Le 24 décembre, les fans de Manchester United ont cru à la magie de Noël. L’arrivée d’un nouveau propriétaire, qui alimentait depuis plus d’un an la rumeur, s’est confirmée. Le milliardaire de la pétrochimie Jim Ratcliffe a bien déboursé 1,45 milliard d’euros pour devenir actionnaire du club. Mais, pour ce montant, le Britannique se contentera de 25 % du capital, de la gestion sportive et celle du stade iconique d’Old Trafford dans lequel il investira 274 millions d’euros supplémentaires.
Le fonds Red Football de la famille Glazer, établie en Floride, propriétaire du club depuis 2005, garde le contrôle de la structure commerciale de Manchester United.
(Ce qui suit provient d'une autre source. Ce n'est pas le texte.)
//! Model Bundle Module
//!
//! A bundle is a directory holding everything needed to rebuild a trained
//! classifier:
//!
//! ```text
//! <bundle>/
//!   manifest.json   name, version, class count, input size
//!   labels.json     ordered label list, one entry per model output
//!   model.json      PlantClassifierConfig
//!   model.mpk       CompactRecorder weights
//! ```
//!
//! Opening a bundle cross-checks these files; any disagreement is a load
//! failure, never something discovered at request time.

use std::path::{Path, PathBuf};

use burn::{
    config::Config,
    module::Module,
    record::CompactRecorder,
    tensor::backend::Backend,
};
use serde::{Deserialize, Serialize};
use tracing::{debug, info};

use super::classifier::BurnClassifier;
use super::cnn::{PlantClassifier, PlantClassifierConfig};
use crate::catalog::LabelCatalog;
use crate::inference::preprocess::{CHANNELS, IMAGE_SIZE};
use crate::utils::error::{PlantDocError, Result};

pub const MANIFEST_FILE: &str = "manifest.json";
pub const LABELS_FILE: &str = "labels.json";
pub const CONFIG_FILE: &str = "model.json";
/// Weights stem; the recorder appends `.mpk`
pub const WEIGHTS_STEM: &str = "model";
pub const WEIGHTS_FILE: &str = "model.mpk";

/// Version written into bundles created without training
pub const UNTRAINED_VERSION: &str = "0.0.0-untrained";

/// Descriptive metadata stored alongside the weights
#[derive(Debug, Clone, PartialEq, Serialize, Deserialize)]
pub struct BundleManifest {
    pub name: String,
    pub version: String,
    pub num_classes: usize,
    pub image_size: usize,
}

/// A validated bundle directory, weights not yet loaded
#[derive(Debug, Clone)]
pub struct ModelBundle {
    dir: PathBuf,
    manifest: BundleManifest,
    labels: LabelCatalog,
    config: PlantClassifierConfig,
}

impl ModelBundle {
    /// Open and validate a bundle directory
    pub fn open(dir: impl AsRef<Path>) -> Result<Self> {
        let dir = dir.as_ref().to_path_buf();
        let fail = |reason: String| PlantDocError::model_load(&dir, reason);

        if !dir.is_dir() {
            return Err(fail("bundle directory does not exist".to_string()));
        }
        for file in [MANIFEST_FILE, LABELS_FILE, CONFIG_FILE, WEIGHTS_FILE] {
            if !dir.join(file).is_file() {
                return Err(fail(format!("missing {}", file)));
            }
        }

        let manifest_json = std::fs::read_to_string(dir.join(MANIFEST_FILE))
            .map_err(|e| fail(format!("cannot read {}: {}", MANIFEST_FILE, e)))?;
        let manifest: BundleManifest = serde_json::from_str(&manifest_json)
            .map_err(|e| fail(format!("invalid {}: {}", MANIFEST_FILE, e)))?;

        let labels = LabelCatalog::from_file(&dir.join(LABELS_FILE))
            .map_err(|e| fail(format!("invalid {}: {}", LABELS_FILE, e)))?;

        let config = PlantClassifierConfig::load(dir.join(CONFIG_FILE))
            .map_err(|e| fail(format!("invalid {}: {:?}", CONFIG_FILE, e)))?;

        let bundle = Self {
            dir,
            manifest,
            labels,
            config,
        };
        bundle.validate()?;

        debug!(
            "Opened bundle '{}' v{} ({} classes)",
            bundle.manifest.name, bundle.manifest.version, bundle.manifest.num_classes
        );
        Ok(bundle)
    }

    fn validate(&self) -> Result<()> {
        let fail = |reason: String| PlantDocError::model_load(&self.dir, reason);
        let labels = self.labels.len();

        if self.manifest.num_classes != labels {
            return Err(fail(format!(
                "manifest declares {} classes but {} lists {}",
                self.manifest.num_classes, LABELS_FILE, labels
            )));
        }
        if self.config.num_classes != labels {
            return Err(fail(format!(
                "model config has {} outputs but {} lists {} labels",
                self.config.num_classes, LABELS_FILE, labels
            )));
        }
        if self.manifest.image_size != IMAGE_SIZE || self.config.input_size != IMAGE_SIZE {
            return Err(fail(format!(
                "bundle expects {}px input, only {}px is supported",
                self.manifest.image_size.max(self.config.input_size),
                IMAGE_SIZE
            )));
        }
        if self.config.num_blocks == 0 || self.config.base_filters == 0 {
            return Err(fail("model config has no convolution filters".to_string()));
        }
        if self.config.in_channels != CHANNELS {
            return Err(fail(format!(
                "model expects {} input channels, images provide {}",
                self.config.in_channels, CHANNELS
            )));
        }
        Ok(())
    }

    /// Restore the weights onto `device`
    pub fn load_classifier<B: Backend>(&self, device: &B::Device) -> Result<BurnClassifier<B>> {
        let path = self.weights_path();
        let recorder = CompactRecorder::new();

        let model = PlantClassifier::<B>::new(&self.config, device)
            .load_file(&path, &recorder, device)
            .map_err(|e| {
                PlantDocError::model_load(&self.dir, format!("failed to load weights: {:?}", e))
            })?;

        info!(
            "Loaded model '{}' v{} from {:?}",
            self.manifest.name, self.manifest.version, self.dir
        );
        Ok(BurnClassifier::new(
            model,
            device.clone(),
            format!("{}@{}", self.manifest.name, self.manifest.version),
        ))
    }

    pub fn dir(&self) -> &Path {
        &self.dir
    }

    pub fn manifest(&self) -> &BundleManifest {
        &self.manifest
    }

    pub fn labels(&self) -> &LabelCatalog {
        &self.labels
    }

    pub fn config(&self) -> &PlantClassifierConfig {
        &self.config
    }

    /// Path handed to the recorder (no extension)
    pub fn weights_path(&self) -> PathBuf {
        self.dir.join(WEIGHTS_STEM)
    }
}

/// Write a bundle holding a freshly initialized model.
///
/// The class count and input size of `config` are overridden from `labels`
/// and the fixed input geometry. The same seed always produces the same
/// weights on a given backend.
pub fn create_untrained<B: Backend>(
    dir: impl AsRef<Path>,
    name: &str,
    labels: &LabelCatalog,
    config: PlantClassifierConfig,
    seed: u64,
    device: &B::Device,
) -> Result<ModelBundle> {
    let dir = dir.as_ref();
    std::fs::create_dir_all(dir)?;

    let config = config
        .with_num_classes(labels.len())
        .with_input_size(IMAGE_SIZE)
        .with_in_channels(CHANNELS);

    B::seed(seed);
    let model = PlantClassifier::<B>::new(&config, device);

    config
        .save(dir.join(CONFIG_FILE))
        .map_err(|e| PlantDocError::model_load(dir, format!("failed to write config: {}", e)))?;

    let recorder = CompactRecorder::new();
    model
        .save_file(dir.join(WEIGHTS_STEM), &recorder)
        .map_err(|e| PlantDocError::model_load(dir, format!("failed to write weights: {:?}", e)))?;

    std::fs::write(dir.join(LABELS_FILE), labels.to_json()?)?;

    let manifest = BundleManifest {
        name: name.to_string(),
        version: UNTRAINED_VERSION.to_string(),
        num_classes: labels.len(),
        image_size: IMAGE_SIZE,
    };
    std::fs::write(
        dir.join(MANIFEST_FILE),
        serde_json::to_string_pretty(&manifest)?,
    )?;

    info!("Wrote untrained bundle '{}' to {:?}", name, dir);
    ModelBundle::open(dir)
}
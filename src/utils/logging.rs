//! Logging setup on top of `tracing-subscriber`
//!
//! The configured level applies to this crate and to the HTTP trace layer;
//! dependencies stay at `warn`. `RUST_LOG`, when set, replaces the whole
//! filter.

use serde::{Deserialize, Serialize};
use tracing_subscriber::{fmt, prelude::*, EnvFilter};

use crate::utils::error::{PlantDocError, Result};

/// Targets that follow the configured level
const OWN_TARGETS: [&str; 2] = ["plantdoc", "tower_http"];

/// Subscriber options
#[derive(Debug, Clone)]
pub struct LogConfig {
    pub level: LogLevel,
    /// Print the module path of each event
    pub include_target: bool,
    pub include_thread_ids: bool,
    pub ansi_colors: bool,
}

impl Default for LogConfig {
    fn default() -> Self {
        Self::cli()
    }
}

impl LogConfig {
    /// Interactive commands: compact, colored, no targets
    pub fn cli() -> Self {
        Self {
            level: LogLevel::Info,
            include_target: false,
            include_thread_ids: false,
            ansi_colors: true,
        }
    }

    /// Debugging: everything from this crate with targets and threads
    pub fn verbose() -> Self {
        Self {
            level: LogLevel::Debug,
            include_target: true,
            include_thread_ids: true,
            ..Self::cli()
        }
    }

    /// Errors only
    pub fn quiet() -> Self {
        Self {
            level: LogLevel::Error,
            ..Self::cli()
        }
    }

    /// Long-running server whose output goes to a collector
    pub fn production() -> Self {
        Self {
            include_target: true,
            include_thread_ids: true,
            ansi_colors: false,
            ..Self::cli()
        }
    }

    pub fn with_level(mut self, level: LogLevel) -> Self {
        self.level = level;
        self
    }

    /// Filter directive used when `RUST_LOG` is unset
    pub fn directive(&self) -> String {
        let level = self.level.as_str();
        let mut directive = String::from("warn");
        for target in OWN_TARGETS {
            directive.push_str(&format!(",{}={}", target, level));
        }
        directive
    }
}

/// Log verbosity, written lowercase in config files
#[derive(Debug, Clone, Copy, Default, PartialEq, Eq, Serialize, Deserialize)]
#[serde(rename_all = "lowercase")]
pub enum LogLevel {
    Trace,
    Debug,
    #[default]
    Info,
    Warn,
    Error,
}

impl LogLevel {
    const ALL: [LogLevel; 5] = [
        LogLevel::Trace,
        LogLevel::Debug,
        LogLevel::Info,
        LogLevel::Warn,
        LogLevel::Error,
    ];

    pub fn as_str(&self) -> &'static str {
        match self {
            LogLevel::Trace => "trace",
            LogLevel::Debug => "debug",
            LogLevel::Info => "info",
            LogLevel::Warn => "warn",
            LogLevel::Error => "error",
        }
    }

    /// Lenient parse for CLI and env input; unknown names give `Info`
    pub fn parse(s: &str) -> Self {
        let s = s.trim();
        if s.eq_ignore_ascii_case("warning") {
            return LogLevel::Warn;
        }
        Self::ALL
            .into_iter()
            .find(|level| level.as_str().eq_ignore_ascii_case(s))
            .unwrap_or_default()
    }
}

impl std::fmt::Display for LogLevel {
    fn fmt(&self, f: &mut std::fmt::Formatter<'_>) -> std::fmt::Result {
        f.write_str(self.as_str())
    }
}

/// Install the global subscriber.
///
/// Fails if one is already installed.
pub fn init_logging(config: &LogConfig) -> Result<()> {
    let filter = EnvFilter::try_from_default_env()
        .unwrap_or_else(|_| EnvFilter::new(config.directive()));

    tracing_subscriber::registry()
        .with(
            fmt::layer()
                .compact()
                .with_ansi(config.ansi_colors)
                .with_target(config.include_target)
                .with_thread_ids(config.include_thread_ids),
        )
        .with(filter)
        .try_init()
        .map_err(|e| PlantDocError::Config(format!("logging already initialized: {e}")))
}

#[cfg(test)]
mod tests {
    use super::*;

    #[test]
    fn test_log_level_parse() {
        assert_eq!(LogLevel::parse("debug"), LogLevel::Debug);
        assert_eq!(LogLevel::parse(" INFO "), LogLevel::Info);
        assert_eq!(LogLevel::parse("Warning"), LogLevel::Warn);
        assert_eq!(LogLevel::parse("loud"), LogLevel::Info);
    }

    #[test]
    fn test_presets() {
        assert_eq!(LogConfig::default().level, LogLevel::Info);
        assert_eq!(LogConfig::verbose().level, LogLevel::Debug);
        assert!(LogConfig::verbose().include_target);
        assert_eq!(LogConfig::quiet().level, LogLevel::Error);
        assert!(!LogConfig::production().ansi_colors);
    }

    #[test]
    fn test_directive_scopes_level_to_own_targets() {
        let config = LogConfig::quiet().with_level(LogLevel::Trace);
        assert_eq!(config.directive(), "warn,plantdoc=trace,tower_http=trace");
    }

    #[test]
    fn test_log_level_deserializes_lowercase() {
        #[derive(Deserialize)]
        struct Wrapper {
            level: LogLevel,
        }
        let parsed: Wrapper = toml::from_str("level = \"warn\"").unwrap();
        assert_eq!(parsed.level, LogLevel::Warn);
        assert_eq!(parsed.level.to_string(), "warn");
    }
}
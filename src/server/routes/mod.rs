pub mod catalog;
pub mod classify;
pub mod health;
Cette machine à cash, parmi les plus performantes du foot européen, lui a déjà assuré une plus-value estimée à 2 milliards d’euros.
Outre-Atlantique, les financiers spécialisés dans l’investissement en capital de la trempe des Glazer ne manquent aucun épisode du mariage le plus ancien, le plus houleux aussi, entre un club de foot européen et un fonds américain. Mais le ticket d’entrée pour racheter un club britannique s’étant envolé, ils se sont trouvé un nouveau terrain de jeu. C’est pour le championnat français qu’ils traversent désormais l’Atlantique. De Nice à Lorient, de Toulouse à Strasbourg, en quelques années, plus de la moitié des clubs de Ligue 1, et même de deuxième division, sont passés sous contrôle étranger.
En décembre, après des mois de négociations, le propriétaire qatari du PSG a été le dernier d’une longue liste à ouvrir son tour de table à un fonds américain. Qatar Sports Investments (QSI) a cédé 12,5 % du club à Arctos Partners, structure créée il y a moins de cinq ans par deux spécialistes américains du divertissement. C’est justement à des investisseurs financiers, dont Colony Capital, que le fonds souverain du Qatar avait racheté le Paris-Saint-Germain en 2011. Le club de la capitale avait même été le premier, en 2006, à ouvrir ses portes à ces « barbares », comme on surnommait à l’époque les investisseurs en capital.
« Vendre au bon moment »
Toujours en 2023, en juin, le Racing Club de Strasbourg est devenu la propriété de BlueCo, consortium détenu notamment par le fonds Clearlake. En janvier, le milliardaire texan William Foley débarquait à Lorient pour acheter 40 % du club par le biais de sa société Black Knight Football & Entertainment.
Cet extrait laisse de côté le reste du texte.